No hay duda de que dejar a un candidato hacer campaña durante 6 meses atacando a todos los compañeros, líderes regionales y presidentes de sus Comunidades Autónomas que no le apoyaron, acusándoles de estar al servicio de la derecha, sin rebatir esta falacia, con argumentos y con hechos, incluidos expedientes disciplinarios por insultos graves del candidato y de su equipo de campaña, en lugar de pacificar las cosas ha conseguido dar impunidad a un bando, la sensación de que se podía hacer de todo, y se ha hecho, para divertimento de los que disfrutan con el sufrimiento del PSOE.

Pero todo esto es llorar sobre la leche derramada ¿y si se hubiera hecho el Congreso en febrero? ¿y si se hubiera obligado a dimitir a Sánchez el 20 de diciembre cuando se la pegó la primera vez y presumió de haber hecho historia? ¿y si se hubiera cerrado el censo el día que se conformó la Gestora y así no habría habido desembarco de gente que solo venía en busca de venganza? ¿Y sí…?

El hecho es que hoy, Sánchez es el ganador y que el 39 Congreso Federal Ordinario del PSOE, le ratificará como Secretario General, otra vez, en tres semanas. Habrá antes  congresillos, elección de delegados, enmiendas a la Ponencia Marco… pero nada cambia el hecho de que volverá a ser el líder del PSOE aquel que nos ha traído hasta aquí y a mí, me aterra, para qué os voy a mentir.
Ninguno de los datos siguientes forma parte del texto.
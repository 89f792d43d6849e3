use std::future::Future;

use serde::{Deserialize, Serialize};
use tracing::warn;

use super::error::{ChatError, ValidationError};

pub const GREETING: &str = "Hello! I'm the campus assistant. How can I help you today?";
/// Sent when the model answers with nothing usable.
pub const FALLBACK_REPLY: &str = "I'm not sure how to respond to that.";
/// Sent when the chat service could not be reached.
pub const UNAVAILABLE_REPLY: &str =
    "I'm experiencing some technical difficulties. Please try again later.";

#[derive(Debug, Clone, Copy, PartialEq, Eq, Serialize, Deserialize)]
pub enum Speaker {
    Assistant,
    User,
}

#[derive(Debug, Clone, PartialEq, Eq, Serialize, Deserialize)]
pub struct ChatMessage {
    pub speaker: Speaker,
    pub text: String,
}

/// One message in the shape chat-completion APIs expect.
#[derive(Debug, Clone, PartialEq, Eq, Serialize)]
pub struct CompletionMessage {
    pub role: &'static str,
    pub content: String,
}

pub trait ChatService: Send + Sync {
    fn complete(
        &self,
        messages: &[CompletionMessage],
    ) -> impl Future<Output = Result<String, ChatError>> + Send;
}

#[derive(Debug, Clone, PartialEq, Eq, Serialize, Deserialize)]
pub struct Conversation {
    messages: Vec<ChatMessage>,
}

impl Default for Conversation {
    fn default() -> Self {
        Self {
            messages: vec![ChatMessage {
                speaker: Speaker::Assistant,
                text: GREETING.into(),
            }],
        }
    }
}

impl Conversation {
    pub fn from_messages(messages: Vec<ChatMessage>) -> Self {
        if messages.is_empty() {
            Self::default()
        } else {
            Self { messages }
        }
    }

    pub fn messages(&self) -> &[ChatMessage] {
        &self.messages
    }

    pub fn into_messages(self) -> Vec<ChatMessage> {
        self.messages
    }

    pub fn push_user(&mut self, text: &str) -> Result<(), ValidationError> {
        let text = text.trim();
        if text.is_empty() {
            return Err(ValidationError::EmptyMessage);
        }
        self.messages.push(ChatMessage {
            speaker: Speaker::User,
            text: text.into(),
        });
        Ok(())
    }

    pub fn push_reply(&mut self, text: impl Into<String>) {
        self.messages.push(ChatMessage {
            speaker: Speaker::Assistant,
            text: text.into(),
        });
    }

    /// The whole history, greeting included, mapped to completion roles.
    pub fn completion_messages(&self) -> Vec<CompletionMessage> {
        self.messages
            .iter()
            .map(|message| CompletionMessage {
                role: match message.speaker {
                    Speaker::Assistant => "assistant",
                    Speaker::User => "user",
                },
                content: message.text.clone(),
            })
            .collect()
    }
}

/// Asks `service` for the next assistant message. Never fails: an empty answer
/// becomes [`FALLBACK_REPLY`] and a failed request [`UNAVAILABLE_REPLY`].
pub async fn reply<C: ChatService>(service: &C, conversation: &Conversation) -> ChatMessage {
    let text = match service.complete(&conversation.completion_messages()).await {
        Ok(text) if text.trim().is_empty() => FALLBACK_REPLY.to_string(),
        Ok(text) => text.trim().to_string(),
        Err(err) => {
            warn!(%err, "assistant request failed");
            UNAVAILABLE_REPLY.to_string()
        }
    };
    ChatMessage {
        speaker: Speaker::Assistant,
        text,
    }
}
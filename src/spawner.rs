/// Entity factories.
///
/// All randomness flows through a `RandomSource` so callers control
/// determinism: the game passes a seeded `StdRng`, tests pass fixed
/// sequences.

use std::f32::consts::TAU;

use rand::Rng;

use crate::consts::*;
use crate::entities::{Bullet, BulletOwner, Enemy, GameState, Particle, Player, Rgb};

/// Uniform float draws over `[low, high)`.
pub trait RandomSource {
    fn uniform(&mut self, low: f32, high: f32) -> f32;
}

impl<R: Rng> RandomSource for R {
    fn uniform(&mut self, low: f32, high: f32) -> f32 {
        self.gen_range(low..high)
    }
}

// ── Particle bursts ──────────────────────────────────────────────────────────

/// Colour and size of one kind of explosion effect.
#[derive(Clone, Copy, Debug, PartialEq, Eq)]
pub struct Burst {
    pub color: Rgb,
    pub count: usize,
}

/// Player bullet damages an enemy.
pub const ENEMY_HIT_BURST: Burst = Burst { color: Rgb::new(255, 100, 100), count: 5 };
/// Enemy destroyed by player fire.
pub const ENEMY_KILL_BURST: Burst = Burst { color: Rgb::new(255, 150, 0), count: 20 };
/// Enemy bullet hits the player.
pub const PLAYER_SHOT_BURST: Burst = Burst { color: Rgb::new(255, 50, 50), count: 8 };
/// Enemy rams the player.
pub const PLAYER_RAM_BURST: Burst = Burst { color: Rgb::new(255, 0, 0), count: 15 };
/// Player destroyed.
pub const PLAYER_DEATH_BURST: Burst = Burst { color: Rgb::new(100, 200, 255), count: 30 };

/// Emit `burst.count` particles at `(x, y)`, each with a random heading
/// and speed.
pub fn spawn_particles(
    particles: &mut Vec<Particle>,
    x: f32,
    y: f32,
    burst: Burst,
    rng: &mut impl RandomSource,
) {
    particles.reserve(burst.count);
    for _ in 0..burst.count {
        let angle = rng.uniform(0.0, TAU);
        let speed = rng.uniform(PARTICLE_MIN_SPEED, PARTICLE_MAX_SPEED);
        particles.push(Particle::new(
            x,
            y,
            speed * angle.cos(),
            speed * angle.sin(),
            burst.color,
        ));
    }
}

// ── Enemies ──────────────────────────────────────────────────────────────────

/// A fresh enemy just above the arena at a random column.
pub fn spawn_enemy(rng: &mut impl RandomSource) -> Enemy {
    let x = rng.uniform(ENEMY_SPAWN_MIN_X, ENEMY_SPAWN_MAX_X);
    Enemy::new(x, ENEMY_SPAWN_Y)
}

/// Seconds until the next enemy, as a function of elapsed play time.
/// Non-increasing in `game_time`, floored at `SPAWN_INTERVAL_MIN`.
pub fn spawn_interval(game_time: f32) -> f32 {
    (SPAWN_INTERVAL_BASE - game_time * SPAWN_INTERVAL_RAMP).max(SPAWN_INTERVAL_MIN)
}

/// Count the spawn timer down by `dt`; spawn and rearm once it runs out.
pub fn update_enemy_spawns(state: &mut GameState, dt: f32, rng: &mut impl RandomSource) {
    state.enemy_spawn_timer -= dt;
    if state.enemy_spawn_timer <= 0.0 {
        let enemy = spawn_enemy(rng);
        log::debug!("enemy spawned at x={:.1} (t={:.2}s)", enemy.body.x, state.game_time);
        state.enemies.push(enemy);
        state.enemy_spawn_timer = spawn_interval(state.game_time);
    }
}

// ── Shots ────────────────────────────────────────────────────────────────────

/// Upward bullet from the centre of the ship's nose.
pub fn player_bullet(player: &Player) -> Bullet {
    let b = &player.body;
    Bullet::new(
        b.x + b.width / 2.0 - BULLET_WIDTH / 2.0,
        b.y,
        PLAYER_BULLET_SPEED,
        BulletOwner::Player,
    )
}

/// Downward bullet from the enemy's underside.
pub fn enemy_bullet(enemy: &Enemy) -> Bullet {
    let b = &enemy.body;
    Bullet::new(
        b.x + b.width / 2.0 - BULLET_WIDTH / 2.0,
        b.y + b.height,
        ENEMY_BULLET_SPEED,
        BulletOwner::Enemy,
    )
}
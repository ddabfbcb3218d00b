/// Hit detection and hit effects.
///
/// Every pass only marks entities inactive; nothing is removed here.
/// Removal happens in `compute::sweep` once all passes have run, so each
/// pass sees the deactivations made earlier in the same step.

use crate::consts::*;
use crate::entities::{Entity, GameState};
use crate::spawner::{
    spawn_particles, RandomSource, ENEMY_HIT_BURST, ENEMY_KILL_BURST, PLAYER_RAM_BURST,
    PLAYER_SHOT_BURST,
};

/// Strict AABB overlap between two active entities.  Rectangles that only
/// touch along an edge do not collide.
pub fn collides(a: &impl Entity, b: &impl Entity) -> bool {
    let (a, b) = (a.body(), b.body());
    a.active
        && b.active
        && a.x < b.x + b.width
        && a.x + a.width > b.x
        && a.y < b.y + b.height
        && a.y + a.height > b.y
}

/// Run all three hit passes for one step.
pub fn resolve_collisions(state: &mut GameState, rng: &mut impl RandomSource) {
    player_bullets_vs_enemies(state, rng);
    enemy_bullets_vs_player(state, rng);
    enemies_vs_player(state, rng);
}

/// Each player bullet damages at most one enemy: the first it overlaps in
/// collection order.
pub fn player_bullets_vs_enemies(state: &mut GameState, rng: &mut impl RandomSource) {
    for bullet in state.bullets.iter_mut().filter(|b| b.from_player()) {
        let Some(enemy) = state.enemies.iter_mut().find(|e| collides(&*bullet, &**e)) else {
            continue;
        };

        bullet.deactivate();
        enemy.health -= 1;

        let (cx, cy) = enemy.body.center();
        spawn_particles(&mut state.particles, cx, cy, ENEMY_HIT_BURST, rng);

        if enemy.health <= 0 {
            enemy.deactivate();
            state.score += ENEMY_SCORE;
            spawn_particles(&mut state.particles, cx, cy, ENEMY_KILL_BURST, rng);
            log::debug!("enemy destroyed, score {}", state.score);
        }
    }
}

pub fn enemy_bullets_vs_player(state: &mut GameState, rng: &mut impl RandomSource) {
    let player = &mut state.player;
    for bullet in state.bullets.iter_mut().filter(|b| !b.from_player()) {
        if collides(&*bullet, &*player) {
            bullet.deactivate();
            player.health -= BULLET_HIT_DAMAGE;
            let (cx, cy) = player.body.center();
            spawn_particles(&mut state.particles, cx, cy, PLAYER_SHOT_BURST, rng);
        }
    }
}

pub fn enemies_vs_player(state: &mut GameState, rng: &mut impl RandomSource) {
    let player = &mut state.player;
    for enemy in state.enemies.iter_mut() {
        if collides(&*enemy, &*player) {
            enemy.deactivate();
            player.health -= BODY_HIT_DAMAGE;
            let (cx, cy) = player.body.center();
            spawn_particles(&mut state.particles, cx, cy, PLAYER_RAM_BURST, rng);
        }
    }
}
Hoy, algún analista político me aseguraba que esto podía ser una oportunidad para el PSOE, que si Pedro era generoso y trataba de unificar al PSOE, si salía en defensa de Susana porque así se defiende el poder en Andalucía sin el que será imposible llegar a la Moncloa, si era generoso en la victoria, el PSOE podría crecer a costa de Podemos y de un PP acosado por los procesos judiciales por su más que probada corrupción.

Al mismo tiempo, una de las sanchistas que suenan para ser la Portavoz del PSOE en el Congreso exigía a los líderes regionales que pidieran perdón por haber optado por otra candidata en un proceso democrático interno, dejando muy claro que esto de la generosidad, la integración y el PSOE unido es solo para la foto y el titular periodístico. Y que el nuevo comienzo es más bien una continuación de la sesión anterior de liderazgo de Sánchez.

En mí caso, como sigo suspendida de militancia hasta el 29 de junio y no tengo relación laboral con el PSOE, no notaré cambio alguno en mi situación hasta el día 30 que vuelva a ser militante con plenos derechos y para eso falta mes y pico, que en política es una eternidad, ya veremos qué pasa. Quitando los ataques, insultos, amenazas y sugerencias de que me vaya a … <—póngase aquí su fórmula de mandar a uno a escardar cebollinos que más le plazca, no he notado que haya comenzado nada, salvo, tal vez, que ha vuelto el abrazo del oso de Podemos, quizás al olor de la sangre fresca.